Simon Hall 405
Bell Lab website
Alexander M Cruickshank Awardee
American Academy of Microbiology Fellow
Overview and context
In the late 1970s Carl Woese discovered that living organisms on Earth could be classified into one of three distinct domains, Eukarya, Bacteria and Archaea. In the time following that pivotal discovery, it has become apparent that, although morphologically resembling bacteria, the archaea in fact possess a number of molecular features more reminiscent of eukarya than bacteria. More specifically, the information processing pathways in archaea form a simplified version of the eukaryotic apparatus. Our work has primarily focussed on members of the genus Sulfolobus. In particular we have studied S. solfataricus and S. acidocaldarius. These species are hyperthermophilic acidophilic aerobes (they grow at 80°C and at pHs between 2 and 4). The hyperthermophilicity of the organisms is mirrored by an innate thermostability of the proteins that they encode. This greatly facilitates purification of native and recombinant proteins. There are also a growing number of genetic tools available for these species, further adding to their utility as model organisms.

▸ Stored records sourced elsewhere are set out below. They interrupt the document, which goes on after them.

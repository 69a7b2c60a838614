// forge-queue/src/queue.rs
// ============================================================================
// Module: Extraction Queue
// Description: Database-backed priority queue over pending extraction runs,
//              with duplicate suppression and a throttled submitter (§4.3).
// Dependencies: forge-core, forge-queue::{ports, registry}
// ============================================================================

//! ## Overview
//! [`ExtractionQueue::queue_extraction`] is the single entry point every
//! caller (bulk upload, crawl, SharePoint sync, SAM pull, reextract) goes
//! through before a worker ever sees an extraction. [`ExtractionQueue::submit_due`]
//! is the periodic tick that actually dispatches work, throttled by the
//! queue registry's `max_concurrent` (§4.11).

// ============================================================================
// SECTION: Imports
// ============================================================================

use std::sync::Arc;

use chrono::DateTime;
use chrono::Utc;
use forge_core::asset::Asset;
use forge_core::asset::ExtractionTier;
use forge_core::extraction::ExtractionResult;
use forge_core::ids::AssetId;
use forge_core::ids::OrganizationId;
use forge_core::ids::UserId;
use forge_core::interfaces::DispatchError;
use forge_core::interfaces::RunFilter;
use forge_core::interfaces::RunGroupStore;
use forge_core::interfaces::RunStore;
use forge_core::interfaces::StoreError;
use forge_core::interfaces::WorkDispatcher;
use forge_core::interfaces::WorkTask;
use forge_core::run::Run;
use forge_core::run::RunOrigin;
use forge_core::run::RunStatus;
use forge_core::run::RunType;
use forge_core::value::get_path_or_null;
use serde_json::Value as Json;
use serde_json::json;
use thiserror::Error;

use crate::ports::AssetStore;
use crate::ports::ExtractionResultStore;
use crate::registry::QueueRegistry;

// ============================================================================
// SECTION: Errors
// ============================================================================

/// Errors raised by [`ExtractionQueue`] operations.
#[derive(Debug, Error)]
pub enum QueueError {
    /// A persistence call failed.
    #[error(transparent)]
    Store(#[from] StoreError),
    /// Dispatch to the worker pool failed.
    #[error(transparent)]
    Dispatch(#[from] DispatchError),
    /// The registry has no entry for the requested queue type.
    #[error("unknown queue type: {0}")]
    UnknownQueue(String),
}

// ============================================================================
// SECTION: Outcome
// ============================================================================

/// Result of a [`ExtractionQueue::queue_extraction`] call.
#[derive(Debug)]
pub enum QueueOutcome {
    /// A new extraction run was created.
    Queued {
        /// The newly created run.
        run: Run,
        /// Its paired extraction result.
        result: ExtractionResult,
    },
    /// An existing run already covers this asset; no new row was created.
    AlreadyPending {
        /// The existing run.
        run: Run,
        /// Its paired extraction result.
        result: ExtractionResult,
    },
    /// The asset's content type is extracted inline at crawl time and does
    /// not need a worker (§4.3 skip rule).
    SkippedContentType,
}

/// Content types extracted inline by the crawl orchestrator rather than by a
/// worker (§4.3 skip rule).
const INLINE_EXTRACTED_CONTENT_TYPES: &[&str] = &["text/html", "application/xhtml+xml"];

/// Whether `content_type` is extracted inline at crawl time.
#[must_use]
pub fn is_inline_extracted_content_type(content_type: &str) -> bool {
    INLINE_EXTRACTED_CONTENT_TYPES.iter().any(|candidate| candidate.eq_ignore_ascii_case(content_type))
}

// ============================================================================
// SECTION: ExtractionQueue
// ============================================================================

/// The extraction queue (§4.3 C3).
pub struct ExtractionQueue {
    runs: Arc<dyn RunStore>,
    run_groups: Arc<dyn RunGroupStore>,
    assets: Arc<dyn AssetStore>,
    extraction_results: Arc<dyn ExtractionResultStore>,
    dispatcher: Arc<dyn WorkDispatcher>,
    registry: QueueRegistry,
}

impl ExtractionQueue {
    /// Wires the queue to its dependencies.
    #[must_use]
    pub fn new(
        runs: Arc<dyn RunStore>,
        run_groups: Arc<dyn RunGroupStore>,
        assets: Arc<dyn AssetStore>,
        extraction_results: Arc<dyn ExtractionResultStore>,
        dispatcher: Arc<dyn WorkDispatcher>,
        registry: QueueRegistry,
    ) -> Self {
        Self { runs, run_groups, assets, extraction_results, dispatcher, registry }
    }

    /// The `RunGroupStore` this queue was built with, exposed for callers
    /// (e.g. the bulk-upload endpoint) that need to register children on
    /// the same backing store.
    #[must_use]
    pub fn run_groups(&self) -> &Arc<dyn RunGroupStore> {
        &self.run_groups
    }

    /// Queues an extraction for `asset`, applying the skip rule and
    /// duplicate suppression (§4.3).
    ///
    /// # Errors
    ///
    /// Returns [`QueueError`] on a persistence failure.
    pub async fn queue_extraction(
        &self,
        organization_id: OrganizationId,
        asset: &Asset,
        origin: RunOrigin,
        priority: i32,
        user_id: Option<UserId>,
        extractor_version: Option<String>,
        now: DateTime<Utc>,
    ) -> Result<QueueOutcome, QueueError> {
        if is_inline_extracted_content_type(&asset.content_type) {
            return Ok(QueueOutcome::SkippedContentType);
        }

        if priority > 0 {
            self.runs.cancel_pending_runs_for_asset(organization_id, asset.id, RunType::Extraction).await?;
        }

        if let Some((run_id, _result_id)) =
            self.extraction_results.find_active_for_asset(organization_id, asset.id).await?
        {
            let run = self.runs.get(organization_id, run_id).await?;
            let result = self.extraction_results.get_by_run(run_id).await?;
            return Ok(QueueOutcome::AlreadyPending { run, result });
        }

        let config = json!({
            "priority": priority,
            "extractor_version": extractor_version,
        });
        let run = Run::new(organization_id, RunType::Extraction, origin, config, vec![asset.id], user_id, now);
        let run = self.runs.create(run).await?;

        let result = ExtractionResult::new(
            asset.id,
            None,
            run.id,
            extractor_version.unwrap_or_default(),
            ExtractionTier::None,
            now,
        );
        let result = self.extraction_results.create(result).await?;

        Ok(QueueOutcome::Queued { run, result })
    }

    /// Convenience wrapper used by uploads: looks up the asset, then queues
    /// a system-origin, priority-0 extraction.
    ///
    /// # Errors
    ///
    /// Returns [`QueueError`] on a persistence failure.
    pub async fn queue_extraction_for_asset(
        &self,
        organization_id: OrganizationId,
        asset_id: AssetId,
        now: DateTime<Utc>,
    ) -> Result<QueueOutcome, QueueError> {
        let asset = self.assets.get(organization_id, asset_id).await.map_err(QueueError::Store)?;
        self.queue_extraction(organization_id, &asset, RunOrigin::System, 0, None, None, now).await
    }

    /// One submitter tick for one tenant: dispatches up to `max_concurrent -
    /// in_flight` pending extractions, ordered `(-priority, enqueued_at)`
    /// (§4.3 throttled submission).
    ///
    /// # Errors
    ///
    /// Returns [`QueueError`] on a persistence or dispatch failure.
    pub async fn submit_due(&self, organization_id: OrganizationId, now: DateTime<Utc>) -> Result<u32, QueueError> {
        let queue = self
            .registry
            .get("extraction")
            .ok_or_else(|| QueueError::UnknownQueue("extraction".to_string()))?;
        if !queue.parameters.enabled {
            return Ok(0);
        }

        let submitted = self
            .runs
            .list(organization_id, RunFilter { run_type: Some(RunType::Extraction), status: Some(RunStatus::Submitted), origin: None }, 10_000, 0)
            .await?;
        let running = self
            .runs
            .list(organization_id, RunFilter { run_type: Some(RunType::Extraction), status: Some(RunStatus::Running), origin: None }, 10_000, 0)
            .await?;
        let in_flight = u32::try_from(submitted.len() + running.len()).unwrap_or(u32::MAX);
        let budget = queue.parameters.max_concurrent.saturating_sub(in_flight);
        if budget == 0 {
            return Ok(0);
        }

        let mut pending = self
            .runs
            .list(organization_id, RunFilter { run_type: Some(RunType::Extraction), status: Some(RunStatus::Pending), origin: None }, 10_000, 0)
            .await?;
        pending.sort_by(|a, b| priority_of(a).cmp(&priority_of(b)).reverse().then(a.created_at.cmp(&b.created_at)));

        let mut submitted_count = 0u32;
        for run in pending.into_iter().take(budget as usize) {
            self.runs.update_status(organization_id, run.id, RunStatus::Submitted, None).await?;
            self.dispatcher
                .dispatch(WorkTask { queue_type: "extraction".to_string(), run_id: run.id, organization_id })
                .await?;
            submitted_count += 1;
        }
        Ok(submitted_count)
    }
}

fn priority_of(run: &Run) -> i64 {
    get_path_or_null(&run.config, "priority").as_i64().unwrap_or(0)
}

#[cfg(test)]
mod tests {
    use super::*;

    #[test]
    fn html_content_type_is_inline_extracted() {
        assert!(is_inline_extracted_content_type("text/html"));
        assert!(is_inline_extracted_content_type("TEXT/HTML"));
        assert!(!is_inline_extracted_content_type("application/pdf"));
    }

    #[test]
    fn priority_of_reads_config_field() {
        let run = Run::new(
            OrganizationId::new(),
            RunType::Extraction,
            RunOrigin::System,
            json!({"priority": 1}),
            Vec::new(),
            None,
            Utc::now(),
        );
        assert_eq!(priority_of(&run), 1);
    }

    #[test]
    fn priority_of_defaults_to_zero_when_absent() {
        let run = Run::new(OrganizationId::new(), RunType::Extraction, RunOrigin::System, Json::Null, Vec::new(), None, Utc::now());
        assert_eq!(priority_of(&run), 0);
    }
}
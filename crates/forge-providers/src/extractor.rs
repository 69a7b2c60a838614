// forge-providers/src/extractor.rs
// ============================================================================
// Module: Extractor Client
// Description: HTTP client for the document-extraction engine(s), plus the
//              ordered registry C4 consults to find an engine for a
//              file extension.
// Dependencies: reqwest, async-trait, forge-core
// ============================================================================

//! ## Overview
//! Forge can be configured with more than one extraction engine (§6.5: "an
//! ordered list with one default"). [`ExtractorRegistry`] holds them in
//! configured order and answers "who handles this extension" for the
//! orchestrator (§4.4 step 2).

// ============================================================================
// SECTION: Imports
// ============================================================================

use std::sync::Arc;
use std::time::Duration;

use async_trait::async_trait;
use serde::Deserialize;
use serde::Serialize;
use serde_json::Value as Json;

use crate::error::ProviderError;

// ============================================================================
// SECTION: Types
// ============================================================================

/// Result of a successful extraction call.
#[derive(Debug, Clone, Serialize, Deserialize)]
pub struct ExtractionOutcome {
    /// Extracted markdown. Non-empty is required for a successful
    /// extraction (§4.4 step 5).
    pub markdown: String,
    /// Non-fatal warnings surfaced by the engine.
    pub warnings: Vec<String>,
    /// Opaque engine metadata (version, timing breakdown, etc.).
    pub engine_info: Json,
}

/// One configured extraction engine.
#[async_trait]
pub trait ExtractorClient: Send + Sync {
    /// Stable identifier used in log messages and `results_summary.engine`.
    fn engine_name(&self) -> &str;

    /// File extensions this engine accepts, lowercase, without the dot.
    fn supported_formats(&self) -> &[String];

    /// Whether this engine handles `extension` (case-insensitive).
    fn supports(&self, extension: &str) -> bool {
        let extension = extension.trim_start_matches('.').to_ascii_lowercase();
        self.supported_formats().iter().any(|format| *format == extension)
    }

    /// Extracts markdown from a file's raw bytes.
    ///
    /// # Errors
    ///
    /// Returns [`ProviderError`] when the engine is unreachable or responds
    /// unexpectedly.
    async fn extract(&self, bytes: Vec<u8>, filename: &str) -> Result<ExtractionOutcome, ProviderError>;
}

// ============================================================================
// SECTION: HTTP Implementation
// ============================================================================

#[derive(Debug, Deserialize)]
struct ExtractResponse {
    markdown: String,
    #[serde(default)]
    warnings: Vec<String>,
    #[serde(default)]
    engine_info: Json,
}

/// HTTP-backed [`ExtractorClient`] (§6.4: "POST file → `{markdown, warnings,
/// engine_info}`").
pub struct HttpExtractorClient {
    http: reqwest::Client,
    base_url: String,
    engine_name: String,
    supported_formats: Vec<String>,
}

impl HttpExtractorClient {
    /// Builds a client bound to one configured engine (§6.5 per-engine
    /// timeout and format list).
    ///
    /// # Errors
    ///
    /// Returns [`ProviderError`] when the HTTP client cannot be constructed.
    pub fn new(
        base_url: impl Into<String>,
        engine_name: impl Into<String>,
        supported_formats: Vec<String>,
        timeout: Duration,
    ) -> Result<Self, ProviderError> {
        let http = reqwest::Client::builder()
            .timeout(timeout)
            .build()
            .map_err(|error| ProviderError::from_reqwest("extractor", &error))?;
        Ok(Self {
            http,
            base_url: base_url.into(),
            engine_name: engine_name.into(),
            supported_formats: supported_formats.into_iter().map(|format| format.to_ascii_lowercase()).collect(),
        })
    }
}

#[async_trait]
impl ExtractorClient for HttpExtractorClient {
    fn engine_name(&self) -> &str {
        &self.engine_name
    }

    fn supported_formats(&self) -> &[String] {
        &self.supported_formats
    }

    async fn extract(&self, bytes: Vec<u8>, filename: &str) -> Result<ExtractionOutcome, ProviderError> {
        let part = reqwest::multipart::Part::bytes(bytes).file_name(filename.to_string());
        let form = reqwest::multipart::Form::new().part("file", part);
        let response = self
            .http
            .post(format!("{}/extract", self.base_url))
            .multipart(form)
            .send()
            .await
            .map_err(|error| ProviderError::from_reqwest("extractor", &error))?;

        if !response.status().is_success() {
            let status = response.status().as_u16();
            let body = response.text().await.unwrap_or_default();
            return Err(ProviderError::Rejected { service: "extractor", status, body });
        }

        let parsed: ExtractResponse = response
            .json()
            .await
            .map_err(|error| ProviderError::InvalidResponse { service: "extractor", message: error.to_string() })?;

        Ok(ExtractionOutcome {
            markdown: parsed.markdown,
            warnings: parsed.warnings,
            engine_info: parsed.engine_info,
        })
    }
}

// ============================================================================
// SECTION: Registry
// ============================================================================

/// Ordered set of configured extraction engines (§4.11 registry pattern
/// applied to extractors rather than queues).
#[derive(Clone)]
pub struct ExtractorRegistry {
    engines: Vec<Arc<dyn ExtractorClient>>,
}

impl ExtractorRegistry {
    /// Builds a registry from engines in configured (first-is-default)
    /// order.
    #[must_use]
    pub fn new(engines: Vec<Arc<dyn ExtractorClient>>) -> Self {
        Self { engines }
    }

    /// Finds the first configured engine supporting `extension`.
    #[must_use]
    pub fn resolve_for_extension(&self, extension: &str) -> Option<Arc<dyn ExtractorClient>> {
        self.engines.iter().find(|engine| engine.supports(extension)).cloned()
    }

    /// The default engine (first configured), used for error messages
    /// naming "the configured engine" (§4.4 step 2).
    #[must_use]
    pub fn default_engine(&self) -> Option<Arc<dyn ExtractorClient>> {
        self.engines.first().cloned()
    }

    /// Every format any configured engine supports, for unsupported-type
    /// error messages.
    #[must_use]
    pub fn all_supported_formats(&self) -> Vec<String> {
        let mut formats: Vec<String> =
            self.engines.iter().flat_map(|engine| engine.supported_formats().to_vec()).collect();
        formats.sort();
        formats.dedup();
        formats
    }
}

#[cfg(test)]
mod tests {
    use super::*;

    struct FakeEngine {
        name: &'static str,
        formats: Vec<String>,
    }

    #[async_trait]
    impl ExtractorClient for FakeEngine {
        fn engine_name(&self) -> &str {
            self.name
        }

        fn supported_formats(&self) -> &[String] {
            &self.formats
        }

        async fn extract(&self, _bytes: Vec<u8>, _filename: &str) -> Result<ExtractionOutcome, ProviderError> {
            unreachable!("not exercised by these tests")
        }
    }

    fn registry() -> ExtractorRegistry {
        ExtractorRegistry::new(vec![
            Arc::new(FakeEngine { name: "primary", formats: vec!["pdf".into(), "docx".into()] }),
            Arc::new(FakeEngine { name: "fallback", formats: vec!["txt".into()] }),
        ])
    }

    #[test]
    fn resolves_first_matching_engine() {
        let registry = registry();
        let engine = registry.resolve_for_extension("PDF").unwrap();
        assert_eq!(engine.engine_name(), "primary");
    }

    #[test]
    fn unsupported_extension_resolves_to_none() {
        let registry = registry();
        assert!(registry.resolve_for_extension("xyz").is_none());
    }

    #[test]
    fn all_supported_formats_is_deduplicated_and_sorted() {
        let registry = registry();
        assert_eq!(registry.all_supported_formats(), vec!["docx".to_string(), "pdf".to_string(), "txt".to_string()]);
    }

    #[test]
    fn default_engine_is_first_configured() {
        let registry = registry();
        assert_eq!(registry.default_engine().unwrap().engine_name(), "primary");
    }
}
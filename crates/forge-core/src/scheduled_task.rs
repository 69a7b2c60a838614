// forge-core/src/scheduled_task.rs
// ============================================================================
// Module: Scheduled Task
// Description: Cron-driven Run factory configuration.
// Purpose: Model the row the dispatcher (forge-scheduler) polls and
//          advances; no cron parsing happens here.
// Dependencies: chrono, serde, serde_json
// ============================================================================

//! ## Overview
//! A [`ScheduledTask`] is pure configuration plus last-run bookkeeping.
//! Computing `next_run_at` from `schedule_expression` requires a cron
//! parser and lives in `forge-scheduler`; this module only records the
//! result.

// ============================================================================
// SECTION: Imports
// ============================================================================

use chrono::DateTime;
use chrono::Utc;
use serde::Deserialize;
use serde::Serialize;
use serde_json::Value as Json;

use crate::ids::OrganizationId;
use crate::ids::RunId;
use crate::run::RunStatus;

// ============================================================================
// SECTION: Scope
// ============================================================================

/// Whether a task applies to one organization or runs globally.
#[derive(Debug, Clone, Copy, PartialEq, Eq, Serialize, Deserialize)]
#[serde(rename_all = "snake_case")]
pub enum ScopeType {
    /// Applies across every tenant.
    Global,
    /// Applies to a single tenant, named by `organization_id`.
    Organization,
}

// ============================================================================
// SECTION: ScheduledTask
// ============================================================================

/// Cron-driven Run factory (§3 ScheduledTask).
#[derive(Debug, Clone, Serialize, Deserialize)]
pub struct ScheduledTask {
    /// Unique name.
    pub name: String,
    /// Caller-defined task kind, used to pick the materialised Run's type.
    pub task_type: String,
    /// 5-field cron expression.
    pub schedule_expression: String,
    /// Whether the dispatcher evaluates this task at all.
    pub enabled: bool,
    /// Global vs. single-tenant scope.
    pub scope_type: ScopeType,
    /// Owning tenant, required when `scope_type == Organization`.
    pub organization_id: Option<OrganizationId>,
    /// Opaque task-specific configuration passed to the materialised Run.
    pub config: Json,
    /// The most recently materialised Run, if any.
    pub last_run_id: Option<RunId>,
    /// When the most recent Run was materialised.
    pub last_run_at: Option<DateTime<Utc>>,
    /// The most recent Run's terminal status.
    pub last_run_status: Option<RunStatus>,
    /// Next time the dispatcher should materialise a Run; `None` when
    /// `enabled == false`.
    pub next_run_at: Option<DateTime<Utc>>,
}

impl ScheduledTask {
    /// Whether the dispatcher should fire this task at `now` (§4.6: every
    /// enabled row with `next_run_at <= now`).
    #[must_use]
    pub fn is_due(&self, now: DateTime<Utc>) -> bool {
        self.enabled && self.next_run_at.is_some_and(|next| next <= now)
    }

    /// Disables the task, clearing `next_run_at` per §4.6 ("a task with
    /// `enabled = false` has `next_run_at = null`").
    pub fn disable(&mut self) {
        self.enabled = false;
        self.next_run_at = None;
    }

    /// Enables the task, arming it with the given next fire time.
    pub fn enable(&mut self, next_run_at: DateTime<Utc>) {
        self.enabled = true;
        self.next_run_at = Some(next_run_at);
    }

    /// Records that a Run was materialised for this task and advances
    /// `next_run_at` to the caller-recomputed time, matching the §5
    /// restart-safety requirement that the advance commits atomically
    /// with Run creation.
    pub fn record_dispatch(&mut self, run_id: RunId, now: DateTime<Utc>, next_run_at: DateTime<Utc>) {
        self.last_run_id = Some(run_id);
        self.last_run_at = Some(now);
        self.next_run_at = Some(next_run_at);
    }

    /// Records the outcome of a previously dispatched Run.
    pub fn record_outcome(&mut self, status: RunStatus) {
        self.last_run_status = Some(status);
    }
}

#[cfg(test)]
mod tests {
    use super::*;

    fn task() -> ScheduledTask {
        ScheduledTask {
            name: "nightly-maintenance".to_string(),
            task_type: "system_maintenance".to_string(),
            schedule_expression: "0 2 * * *".to_string(),
            enabled: true,
            scope_type: ScopeType::Global,
            organization_id: None,
            config: serde_json::json!({}),
            last_run_id: None,
            last_run_at: None,
            last_run_status: None,
            next_run_at: None,
        }
    }

    fn epoch() -> DateTime<Utc> {
        #[allow(clippy::unwrap_used, reason = "fixed literal timestamp is always valid")]
        DateTime::<Utc>::from_timestamp(0, 0).unwrap()
    }

    #[test]
    fn disabled_task_is_never_due() {
        let mut task = task();
        task.next_run_at = Some(epoch());
        task.disable();
        assert!(!task.is_due(epoch()));
        assert_eq!(task.next_run_at, None);
    }

    #[test]
    fn due_when_next_run_at_has_passed() {
        let mut task = task();
        task.next_run_at = Some(epoch());
        assert!(task.is_due(epoch()));
    }

    #[test]
    fn record_dispatch_advances_next_run_and_sets_last_run() {
        let mut task = task();
        let run_id = RunId::new();
        let later = epoch() + chrono::Duration::hours(24);
        task.record_dispatch(run_id, epoch(), later);
        assert_eq!(task.last_run_id, Some(run_id));
        assert_eq!(task.next_run_at, Some(later));
    }
}
// forge-providers/src/lib.rs
// ============================================================================
// Crate: forge-providers
// Description: HTTP clients for every external service Forge depends on.
// ============================================================================

#![cfg_attr(
    test,
    allow(
        clippy::panic,
        clippy::unwrap_used,
        clippy::expect_used,
        clippy::use_debug,
        clippy::panic_in_result_fn,
        clippy::unwrap_in_result,
        reason = "test assertions favor directness over production error discipline"
    )
)]

pub mod download;
pub mod error;
pub mod extractor;
pub mod graph;
pub mod llm;
pub mod renderer;
pub mod sam;
pub mod search;

pub use download::DocumentFetcher;
pub use download::HttpDocumentFetcher;
pub use error::ProviderError;
pub use extractor::ExtractionOutcome;
pub use extractor::ExtractorClient;
pub use extractor::ExtractorRegistry;
pub use extractor::HttpExtractorClient;
pub use graph::DriveItem;
pub use graph::GraphClient;
pub use graph::HttpGraphClient;
pub use llm::ChatCompletionRequest;
pub use llm::ChatMessage;
pub use llm::HttpLlmClient;
pub use llm::LlmClient;
pub use renderer::HttpRendererClient;
pub use renderer::RenderOutcome;
pub use renderer::RendererClient;
pub use renderer::SimpleHttpFetcher;
pub use sam::ApiCallBudget;
pub use sam::HttpSamClient;
pub use sam::SamClient;
pub use sam::SamPage;
pub use search::HttpSearchIndexClient;
pub use search::NullSearchIndexClient;
pub use search::SearchIndexClient;
// forge-server/src/routes/queue.rs
// ============================================================================
// Module: Queue Admin Routes
// Description: `POST /queue/submit-tick` (§6.1, §E queue admin surface).
// Dependencies: axum, forge-queue
// ============================================================================

use std::sync::Arc;

use axum::Json;
use axum::extract::State;
use chrono::Utc;
use serde::Serialize;

use crate::error::ApiError;
use crate::state::AppState;
use crate::tenant::TenantContext;

/// Response body for `POST /queue/submit-tick`.
#[derive(Debug, Serialize)]
pub struct SubmitTickResult {
    /// Number of extractions submitted to the worker pool this tick.
    pub submitted: u32,
}

/// `POST /queue/submit-tick`: forces one submitter iteration out of band,
/// bypassing the periodic beat. An operator-only escape hatch for a stuck
/// or newly enabled queue (§E queue admin surface).
///
/// # Errors
///
/// Returns [`ApiError`] on a persistence or dispatch failure.
pub async fn submit_tick(State(state): State<Arc<AppState>>, tenant: TenantContext) -> Result<Json<SubmitTickResult>, ApiError> {
    let submitted = state.extraction_queue.submit_due(tenant.organization_id, Utc::now()).await?;
    Ok(Json(SubmitTickResult { submitted }))
}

DNA replication is a complex multi-step process involving the coordinated interplay of many proteins. During evolution, two distinct sets of cellular DNA replication proteins have evolved, one used by bacteria and a core machinery common to archaea and eukaryotes. In general the archaeal apparatus is a simplified version of that in eukaryotes, making Archaea a useful model system. We have mapped 3 origins of replication in the single chromosome of Sulfolobus and have characterized the interplay of initiator proteins with the origins. In addition, we are investigating the architecture of the replication fork assembly. In particular we are interested in the interplay between architectural and enzymatic components of the Okazaki fragment maturation machinery. Additionally, we have studied how replication termination is effected in Sulfolobus. Beyond the core replication architectures, we are interested in the twin processes of sister chromatid cohesion and chromosome dimer resolution in Sulfolobus.
As with DNA replication, the archaeal transcription apparatus is a slimmed down version of the eukaryotic machinery. The archaeal RNA polymerase is able to initiate transcription in vitro with the aid of just two general transcription factors, TBP and TFB. In collaboration with Nicola Abrescia (Bilbao) we are investigating the archaeal transcription apparatus using a combination of structural analyses and next generation sequencing technologies.
Cell division in Eukaryotes and most Bacteria and Archaea is dependent on proteins in the near ubiquitous FtsZ/Tubulin and MreB/Actin superfamilies. However, the genomes of Sulfolobus and a number of other crenarchaea notably lack genes for these proteins. We have identified Sulfolobushomologs of the eukaryotic ESCRT system as key players in Sulfolobus cell division. The ESCRT proteins in eukaryotes play a diverse variety of roles including endosome sorting, membrane abscission during cytokinesis and is a system that is highjacked by viruses, including HIV and Ebola, to exit from cells. The Sulfolobus ESCRT system contains a limited subset of the eukaryal machinery. In particular, the early components of the eukaryal machinery, that define positioning of the apparatus lack clear orthologs in Sulfolobus. In our recent work, we have identified the factor responsible for recruiting Sulfolobus ESCRT-III to membranes at mid-cell.